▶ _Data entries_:
|---|
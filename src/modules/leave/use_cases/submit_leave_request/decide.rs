// Pure decision function for submission.
//
// Responsibilities
// - Refuse a request id that already has a stream.
// - Refuse anything the validation report marks as an error.
// - Emit LeaveRequestSubmittedV1 with the counted working days.

use crate::modules::leave::core::decision::DecideError;
use crate::modules::leave::core::events::{
    LeaveRequestEvent, v1::leave_request_submitted::LeaveRequestSubmittedV1,
};
use crate::modules::leave::core::state::LeaveRequestState;
use crate::modules::leave::core::validation::ValidationReport;
use crate::modules::leave::use_cases::submit_leave_request::command::SubmitLeaveRequest;

pub fn decide_submit(
    state: &LeaveRequestState,
    command: SubmitLeaveRequest,
    report: &ValidationReport,
) -> Result<Vec<LeaveRequestEvent>, DecideError> {
    if let LeaveRequestState::Requested(_) = state {
        return Err(DecideError::AlreadyExists(command.request_id));
    }
    let days = match report.working_days {
        Some(days) if report.is_admissible() => days,
        _ => return Err(DecideError::Validation(report.errors.clone())),
    };
    Ok(vec![LeaveRequestEvent::LeaveRequestSubmittedV1(
        LeaveRequestSubmittedV1 {
            request_id: command.request_id,
            employee_id: command.employee_id,
            category: command.category,
            start_date: command.start_date,
            end_date: command.end_date,
            days,
            reason: command.reason,
            submitted_at: command.submitted_at,
        },
    )])
}

#[cfg(test)]
mod submit_decide_tests {
    use super::*;
    use crate::modules::leave::core::evolve::evolve;
    use crate::modules::leave::core::validation::{ValidationError, ValidationWarning};
    use crate::tests::fixtures::commands::SubmitLeaveRequestBuilder;
    use rstest::{fixture, rstest};

    #[fixture]
    fn command() -> SubmitLeaveRequest {
        SubmitLeaveRequestBuilder::new().build()
    }

    #[fixture]
    fn clean_report() -> ValidationReport {
        ValidationReport {
            working_days: Some(5),
            errors: vec![],
            warnings: vec![ValidationWarning::ShortNotice {
                min_notice_days: 7,
                days_until: 2,
            }],
        }
    }

    #[rstest]
    fn it_should_decide_to_submit_the_request(
        command: SubmitLeaveRequest,
        clean_report: ValidationReport,
    ) {
        let events = decide_submit(&LeaveRequestState::None, command.clone(), &clean_report).unwrap();
        assert_eq!(
            events,
            vec![LeaveRequestEvent::LeaveRequestSubmittedV1(LeaveRequestSubmittedV1 {
                request_id: command.request_id,
                employee_id: command.employee_id,
                category: command.category,
                start_date: command.start_date,
                end_date: command.end_date,
                days: 5,
                reason: command.reason,
                submitted_at: command.submitted_at,
            })]
        );
    }

    #[rstest]
    fn it_should_decide_that_the_request_already_exists(
        command: SubmitLeaveRequest,
        clean_report: ValidationReport,
    ) {
        let event = decide_submit(&LeaveRequestState::None, command.clone(), &clean_report).unwrap()[0].clone();
        let state = evolve(LeaveRequestState::None, event);
        assert_eq!(
            decide_submit(&state, command.clone(), &clean_report),
            Err(DecideError::AlreadyExists(command.request_id))
        );
    }

    #[rstest]
    fn it_should_refuse_a_request_with_validation_errors(command: SubmitLeaveRequest) {
        let errors = vec![ValidationError::ExceedsMaxConsecutive { limit: 15, requested: 16 }];
        let report = ValidationReport {
            working_days: Some(16),
            errors: errors.clone(),
            warnings: vec![],
        };
        assert_eq!(
            decide_submit(&LeaveRequestState::None, command, &report),
            Err(DecideError::Validation(errors))
        );
    }
}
|---|
▶ _Exercise_: Can you write out the lines above, from the first one through the one containing "-> Result<Vec<LeaveRequestEvent>, DecideError>", exactly as they appear and nothing more?

▶ _Result of the exercise_:
filename src/modules/leave/use_cases/submit_leave_request/decide.rs
// Pure decision function for submission.
//
// Responsibilities
// - Refuse a request id that already has a stream.
// - Refuse anything the validation report marks as an error.
// - Emit LeaveRequestSubmittedV1 with the counted working days.

use crate::modules::leave::core::decision::DecideError;
use crate::modules::leave::core::events::{
    LeaveRequestEvent, v1::leave_request_submitted::LeaveRequestSubmittedV1,
};
use crate::modules::leave::core::state::LeaveRequestState;
use crate::modules::leave::core::validation::ValidationReport;
use crate::modules::leave::use_cases::submit_leave_request::command::SubmitLeaveRequest;

pub fn decide_submit(
    state: &LeaveRequestState,
    command: SubmitLeaveRequest,
    report: &ValidationReport,
) -> Result<Vec<LeaveRequestEvent>, DecideError> {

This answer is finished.